2015 était une année étrange. Je ne parle pas seulement d'Ashley Madison, non plus.

VTech Hack VTech se fait pirater, Apple Hates prend des écouteurs… [Tech News Digest] VTech se fait pirater, Apple Hates Des écouteurs… [Tech News Digest] Les pirates exposent les utilisateurs de VTech, Apple envisage de supprimer la prise pour casque -Fi, Snapchat se couche avec (RED) et se souvient de The Star Wars Holiday Special. Lire la suite a changé la donne. Ce fabricant de jouets pour enfants basé à Hong Kong propose une tablette verrouillée, un magasin d'applications adapté aux enfants et la possibilité pour les parents de le contrôler à distance. Plus tôt cette année, il a été piraté et plus de 700 000 profils d’enfants ont été divulgués. Cela a montré que l'âge n'est pas un obstacle pour être victime d'une violation de données.

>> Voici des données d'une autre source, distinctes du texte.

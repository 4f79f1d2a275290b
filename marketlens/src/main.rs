/*
marketlens - command-line entry point.
Resolves both endpoints once at startup, runs one operation and prints JSON on stdout.
*/

use anyhow::{Context, Result};
use clap::{Parser, Subcommand};
use common::Config;
use std::path::PathBuf;
use std::sync::Arc;
use tracing::{error, info};
use tracing_subscriber::{fmt, EnvFilter};

use marketlens::fallback::{DiagnosticSink, FallbackEvent, RecordingSink, TracingSink};
use marketlens::llm::remote::RemoteLlmProvider;
use marketlens::llm::sentiment::{self, SentimentAnalyzer};
use marketlens::news::finnhub::FinnhubProvider;
use marketlens::news::market::{self, MarketNewsService};

#[derive(Parser, Debug)]
#[command(name = "marketlens", about = "Market sentiment and news with offline fallbacks")]
struct Args {
    /// Path to config.toml
    #[arg(long, value_name = "FILE")]
    config: Option<PathBuf>,

    /// Override log level (info, debug, warn, error)
    #[arg(long, default_value = "info")]
    log_level: String,

    #[command(subcommand)]
    command: Command,
}

#[derive(Subcommand, Debug)]
enum Command {
    /// Analyze the market sentiment of a piece of text
    Sentiment {
        text: String,
    },
    /// Print general market headlines
    News {
        /// Only print the first N items
        #[arg(long)]
        limit: Option<usize>,
    },
    /// Call both endpoints once and report which ones served live data
    Check,
}

#[tokio::main]
async fn main() -> anyhow::Result<()> {
    let args = Args::parse();

    // Logs go to stderr so stdout stays parseable
    let filter = EnvFilter::try_new(&args.log_level).unwrap_or_else(|_| EnvFilter::new("info"));
    fmt().with_env_filter(filter).with_writer(std::io::stderr).init();

    // Credentials may live in a local .env file
    if let Ok(path) = dotenv::dotenv() {
        info!(path = ?path, "loaded environment file");
    }

    let default_path = PathBuf::from("config.default.toml");
    let override_path = if let Some(p) = args.config {
        if !p.exists() {
            error!(path = ?p, "specified config file not found");
            return Err(anyhow::anyhow!("Config file not found: {}", p.display()));
        }
        Some(p)
    } else {
        let p = PathBuf::from("config.toml");
        if p.exists() { Some(p) } else { None }
    };

    let config = Config::load_with_defaults(Some(default_path.as_path()), override_path.as_deref())
        .await
        .context("failed to load configuration")?;
    info!(default = ?default_path, override = ?override_path, "configuration loaded");

    // `check` collects fallback events so it can report them per endpoint
    let recorder = Arc::new(RecordingSink::new());
    let sink: Arc<dyn DiagnosticSink> = if matches!(args.command, Command::Check) {
        recorder.clone()
    } else {
        Arc::new(TracingSink)
    };
    let (analyzer, news) = create_services(&config, sink)?;

    match args.command {
        Command::Sentiment { text } => {
            let result = analyzer.analyze_sentiment(&text).await;
            print_json(&result)?;
        }
        Command::News { limit } => {
            let mut items = news.get_market_news().await;
            if let Some(limit) = limit {
                items.truncate(limit);
            }
            print_json(&items)?;
        }
        Command::Check => {
            analyzer.analyze_sentiment("Markets are volatile today").await;
            news.get_market_news().await;

            let events = recorder.events();
            let report = serde_json::json!({
                "sentiment": endpoint_status(&events, sentiment::OPERATION),
                "news": endpoint_status(&events, market::OPERATION),
            });
            print_json(&report)?;
        }
    }

    Ok(())
}

/// Build both services from configuration. Credentials are read here, once.
fn create_services(
    config: &Config,
    sink: Arc<dyn DiagnosticSink>,
) -> Result<(SentimentAnalyzer, MarketNewsService)> {
    let sentiment_cfg = config.sentiment();
    let llm = RemoteLlmProvider::from_config(&sentiment_cfg, sentiment_cfg.endpoint()?);
    if !llm.has_credential() {
        info!(
            env = sentiment_cfg.api_key_env.as_deref().unwrap_or(common::DEFAULT_SENTIMENT_KEY_ENV),
            "sentiment credential not set, analysis will use mock data"
        );
    }
    let analyzer = SentimentAnalyzer::new(Arc::new(llm)).with_sink(sink.clone());

    let news_cfg = config.news();
    let finnhub = FinnhubProvider::from_config(&news_cfg, news_cfg.endpoint()?);
    if !finnhub.has_credential() {
        info!(
            env = news_cfg.api_key_env.as_deref().unwrap_or(common::DEFAULT_NEWS_KEY_ENV),
            "news credential not set, headlines will use mock data"
        );
    }
    let news = MarketNewsService::new(Arc::new(finnhub))
        .with_sink(sink)
        .with_category(news_cfg.category())
        .with_fallback_count(news_cfg.fallback_count());

    Ok((analyzer, news))
}

fn endpoint_status(events: &[FallbackEvent], operation: &str) -> serde_json::Value {
    match events.iter().find(|e| e.operation == operation) {
        None => serde_json::json!({ "live": true }),
        Some(event) => serde_json::json!({
            "live": false,
            "kind": event.reason.kind(),
            "reason": event.reason.to_string(),
        }),
    }
}

fn print_json<T: serde::Serialize>(value: &T) -> Result<()> {
    let text = serde_json::to_string_pretty(value).context("failed to serialize output")?;
    println!("{}", text);
    Ok(())
}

Ce fut également une année intéressante pour la sécurité du système d'exploitation. Des questions ont été posées sur la sécurité globale de GNU / Linux. Linux a-t-il été victime de son propre succès? Linux a-t-il été victime de son propre succès? Pourquoi le directeur de la Linux Foundation, Jim Zemlin, a-t-il récemment déclaré que "l'âge d'or de Linux" pourrait bientôt prendre fin? La mission de "promouvoir, protéger et faire progresser Linux" a-t-elle échoué? En savoir plus, Windows 10 promettait d'être le plus sécurisé de tous les temps Windows 7 manières dont Windows 10 est plus sécurisé que Windows XP 7 façons dont Windows 10 est plus sécurisé que Windows XP Même si vous n'aimez pas Windows 10, vous auriez dû migrer de Windows XP maintenant. Nous vous montrons comment le système d’exploitation, vieux de 13 ans, est maintenant confronté à des problèmes de sécurité. Lire la suite . Cette année, nous avons été obligés de remettre en question le dicton selon lequel Windows est intrinsèquement moins sécurisé.

Autant dire que 2016 sera une année intéressante.

Quelles leçons de sécurité avez-vous apprises en 2015? Avez-vous des leçons de sécurité à ajouter? Laissez-les dans les commentaires ci-dessous.

En savoir plus sur: Cryptage, Piratage, Internet des objets.